## [Exercise requirements]
Your job is to write out each record precisely as it stands.

## [Records from a collection]
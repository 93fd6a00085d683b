//! Recurring deposit maturity.
//!
//! Future value of an ordinary annuity: the first deposit compounds for the
//! full tenure in months, the last for exactly one period. Computed with an
//! exact multiply-accumulate recurrence instead of a power per deposit.

use rust_decimal::Decimal;
use serde::{Deserialize, Serialize};
use std::time::Instant;

use crate::error::FinCalcError;
use crate::time_value;
use crate::types::{round_money, with_metadata, ComputationOutput, Money, Rate, Years};
use crate::FinCalcResult;

/// Input parameters for a recurring deposit.
#[derive(Debug, Clone, Serialize, Deserialize)]
pub struct RdInput {
    /// Amount deposited every month.
    pub monthly_deposit: Money,
    /// Annual interest rate in percent.
    pub annual_rate: Rate,
    /// Deposit tenure in years.
    pub tenure_years: Years,
}

/// Recurring deposit result.
#[derive(Debug, Clone, Serialize, Deserialize)]
pub struct RdOutput {
    pub maturity_amount: Money,
    pub interest_earned: Money,
    pub total_investment: Money,
}

/// Compute the maturity value of a recurring deposit.
pub fn compute_rd(input: &RdInput) -> FinCalcResult<ComputationOutput<RdOutput>> {
    let start = Instant::now();

    if input.monthly_deposit <= Decimal::ZERO {
        return Err(FinCalcError::InvalidInput {
            field: "monthly_deposit".into(),
            reason: "monthly deposit must be greater than zero".into(),
        });
    }
    if input.annual_rate < Decimal::ZERO {
        return Err(FinCalcError::InvalidInput {
            field: "annual_rate".into(),
            reason: "interest rate cannot be negative".into(),
        });
    }
    let months = time_value::whole_months(input.tenure_years);
    if months == 0 {
        return Err(FinCalcError::InvalidInput {
            field: "tenure_years".into(),
            reason: "tenure must cover at least one month".into(),
        });
    }

    let growth = Decimal::ONE + time_value::monthly_rate(input.annual_rate);

    // fv = sum over deposits of deposit * (1+r)^(months - k), k = 0-based
    // deposit index; equivalently (fv + deposit) * (1+r) applied per month.
    let mut maturity = Decimal::ZERO;
    for _ in 0..months {
        maturity = (maturity + input.monthly_deposit) * growth;
    }

    let total_investment = input.monthly_deposit * Decimal::from(months);
    let result = RdOutput {
        maturity_amount: round_money(maturity),
        interest_earned: round_money(maturity - total_investment),
        total_investment,
    };

    Ok(with_metadata(
        "Future value of an ordinary annuity",
        input,
        Vec::new(),
        start.elapsed().as_micros() as u64,
        result,
    ))
}

#[cfg(test)]
mod tests {
    use super::*;
    use rust_decimal_macros::dec;

    #[test]
    fn single_month_compounds_once() {
        let input = RdInput {
            monthly_deposit: dec!(12000),
            annual_rate: dec!(12),
            tenure_years: dec!(0.1),
        };
        // 0.1y -> 1 month; 12000 * 1.01 = 12120
        let out = compute_rd(&input).unwrap().result;
        assert_eq!(out.maturity_amount, dec!(12120.00));
        assert_eq!(out.total_investment, dec!(12000));
    }

    #[test]
    fn maturity_exceeds_deposits_for_positive_rate() {
        let input = RdInput {
            monthly_deposit: dec!(5000),
            annual_rate: dec!(6.5),
            tenure_years: dec!(3),
        };
        let out = compute_rd(&input).unwrap().result;
        assert_eq!(out.total_investment, dec!(180000));
        assert!(out.maturity_amount > out.total_investment);
        assert_eq!(
            out.interest_earned,
            out.maturity_amount - out.total_investment
        );
    }

    #[test]
    fn zero_rate_returns_plain_deposits() {
        let input = RdInput {
            monthly_deposit: dec!(2500),
            annual_rate: Decimal::ZERO,
            tenure_years: dec!(2),
        };
        let out = compute_rd(&input).unwrap().result;
        assert_eq!(out.maturity_amount, dec!(60000.00));
        assert_eq!(out.interest_earned, dec!(0.00));
    }

    #[test]
    fn sub_month_tenure_rejected() {
        let input = RdInput {
            monthly_deposit: dec!(1000),
            annual_rate: dec!(6),
            tenure_years: dec!(0.05),
        };
        assert!(compute_rd(&input).is_err());
    }
}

## [Written answer]
repository 93fd6a00085d683b
//! Recurring deposit maturity.
//!
//! Future value of an ordinary annuity: the first deposit compounds for the
//! full tenure in months, the last for exactly one period. Computed with an
//! exact multiply-accumulate recurrence instead of a power per deposit.

use rust_decimal::Decimal;
use serde::{Deserialize, Serialize};
use std::time::Instant;

use crate::error::FinCalcError;
use crate::time_value;
use crate::types::{round_money, with_metadata, ComputationOutput, Money, Rate, Years};
use crate::FinCalcResult;

/// Input parameters for a recurring deposit.
#[derive(Debug, Clone, Serialize, Deserialize)]
pub struct RdInput {
    /// Amount deposited every month.
    pub monthly_deposit: Money,
    /// Annual interest rate in percent.
    pub annual_rate: Rate,
    /// Deposit tenure in years.
    pub tenure_years: Years,
}

/// Recurring deposit result.
#[derive(Debug, Clone, Serialize, Deserialize)]
pub struct RdOutput {
    pub maturity_amount: Money,
    pub interest_earned: Money,
    pub total_investment: Money,
}

/// Compute the maturity value of a recurring deposit.
pub fn compute_rd(input: &RdInput) -> FinCalcResult<ComputationOutput<RdOutput>> {
    let start = Instant::now();

    if input.monthly_deposit <= Decimal::ZERO {
        return Err(FinCalcError::InvalidInput {
            field: "monthly_deposit".into(),
            reason: "monthly deposit must be greater than zero".into(),
        });
    }
    if input.annual_rate < Decimal::ZERO {
        return Err(FinCalcError::InvalidInput {
            field: "annual_rate".into(),
            reason: "interest rate cannot be negative".into(),
        });
    }
    let months = time_value::whole_months(input.tenure_years);
    if months == 0 {
        return Err(FinCalcError::InvalidInput {
            field: "tenure_years".into(),
            reason: "tenure must cover at least one month".into(),
        });
    }

    let growth = Decimal::ONE + time_value::monthly_rate(input.annual_rate);

    // fv = sum over deposits of deposit * (1+r)^(months - k), k = 0-based
    // deposit index; equivalently (fv + deposit) * (1+r) applied per month.
    let mut maturity = Decimal::ZERO;
    for _ in 0..months {
        maturity = (maturity + input.monthly_deposit) * growth;
    }

    let total_investment = input.monthly_deposit * Decimal::from(months);
    let result = RdOutput {
        maturity_amount: round_money(maturity),
        interest_earned: round_money(maturity - total_investment),
        total_investment,
    };

    Ok(with_metadata(
        "Future value of an ordinary annuity",
        input,
        Vec::new(),
        start.elapsed().as_micros() as u64,
        result,
    ))
}

#[cfg(test)]
mod tests {
    use super::*;
    use rust_decimal_macros::dec;

    #[test]
    fn single_month_compounds_once() {
        let input = RdInput {
            monthly_deposit: dec!(12000),
            annual_rate: dec!(12),
            tenure_years: dec!(0.1),
        };
        // 0.1y -> 1 month; 12000 * 1.01 = 12120
        let out = compute_rd(&input).unwrap().result;
        assert_eq!(out.maturity_amount, dec!(12120.00));
        assert_eq!(out.total_investment, dec!(12000));
    }

    #[test]
    fn maturity_exceeds_deposits_for_positive_rate() {
        let input = RdInput {
            monthly_deposit: dec!(5000),
            annual_rate: dec!(6.5),
            tenure_years: dec!(3),
        };
        let out = compute_rd(&input).unwrap().result;
        assert_eq!(out.total_investment, dec!(180000));
        assert!(out.maturity_amount > out.total_investment);
        assert_eq!(
            out.interest_earned,
            out.maturity_amount - out.total_investment
        );
    }

    #[test]
    fn zero_rate_returns_plain_deposits() {
        let input = RdInput {
            monthly_deposit: dec!(2500),
            annual_rate: Decimal::ZERO,
            tenure_years: dec!(2),
        };
        let out = compute_rd(&input).unwrap().result;
        assert_eq!(out.maturity_amount, dec!(60000.00));
        assert_eq!(out.interest_earned, dec!(0.00));
    }

    #[test]
    fn sub_month_tenure_rejected() {
        let input = RdInput {
            monthly_deposit: dec!(1000),
            annual_rate: dec!(6),
            tenure_years: dec!(0.05),
        };
        assert!(compute_rd(&input).is_err());
    }
}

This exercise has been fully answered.